[[ Data, beginning ]]

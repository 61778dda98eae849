//! Core of a symbolic execution engine for an LLVM-style intermediate representation.
//!
//! The crate owns the per-path [`ExecutionState`] record with its fork and merge operations, the
//! copy-on-write [`AddressSpace`], the loop-invariant fixpoint driver, the typed call trace, and
//! the dispatcher for the modeling intrinsics target programs link against. The interpreter main
//! loop, the IR front end, and the SMT backend are external: they drive the state one instruction
//! at a time and provide their capabilities through the [`Host`] trait and the
//! `symbex_core::Solver` interface.

mod errors;
mod loops;
mod memory;
mod module;
mod options;
mod stack;
mod state;
mod trace;
mod unwind;

pub mod host;
pub mod intrinsics;

#[cfg(test)]
mod test_utils;

#[cfg(test)]
mod tests;

// RE-EXPORTS
// ================================================================================================

pub use errors::{MemoryError, StateTermination, TerminationError, TerminationKind};
pub use host::Host;
pub use intrinsics::{INTRINSIC_TABLE, IntrinsicKind, Intrinsics, warning_once};
pub use loops::{LoopFixpoint, LoopInProcess, StateByteMask};
pub use memory::{AddressSpace, MemoryObject, ObjectId, ObjectState};
pub use module::{BlockId, CallSite, FunctionId, InstRef, KFunction, LoopId, LoopInfo, Module};
pub use options::{EngineOptions, EngineOptionsError};
pub use stack::StackFrame;
pub use state::{ExecutionState, HavocInfo, MergeGroup, MergeGroupRef, StateId};
pub use symbex_core::{
    ByteMask, ConstraintSet,
    expr::{Array, ArrayId, Expr, ExprKind, SymbolSet, Width, symbols_of},
    solver::{Solver, SolverError},
};
pub use trace::{
    CallArg, CallExtraFPtr, CallExtraPtr, CallExtraVal, CallInfo, CallPathError, CallPathSummary,
    Direction, FieldDescr, LoadedCall, RetVal, load_call_path, write_call_path,
};
pub use unwind::UnwindingInformation;
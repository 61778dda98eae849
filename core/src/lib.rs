#![no_std]

#[macro_use]
extern crate alloc;

#[cfg(feature = "std")]
extern crate std;

pub mod bitmask;
pub mod constraints;
pub mod expr;
pub mod solver;

#[cfg(feature = "std")]
pub mod ktest;

// RE-EXPORTS
// ================================================================================================

pub use bitmask::ByteMask;
pub use constraints::ConstraintSet;
pub use expr::{
    Array, ArrayId, Expr, ExprKind, SymbolSet, WIDTH_8, WIDTH_16, WIDTH_32, WIDTH_64, WIDTH_BOOL,
    WIDTH_PTR, Width, symbols_of, unique_array_name,
};
#[cfg(feature = "std")]
pub use ktest::{KTest, KTestError, KTestHavocedLocation, KTestObject};
pub use solver::{DIFF_MASK_SOLVER_TIMEOUT, Solver, SolverError};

[[ Data, end ]]

*Exercise brief*
Nothing but the lines from the top of the records down to the line with "call trace, and" belongs in the answer; repeat them exactly.

*Result for this exercise*
repository 61778dda98eae849
//! Core of a symbolic execution engine for an LLVM-style intermediate representation.
//!
//! The crate owns the per-path [`ExecutionState`] record with its fork and merge operations, the
//! copy-on-write [`AddressSpace`], the loop-invariant fixpoint driver, the typed call trace, and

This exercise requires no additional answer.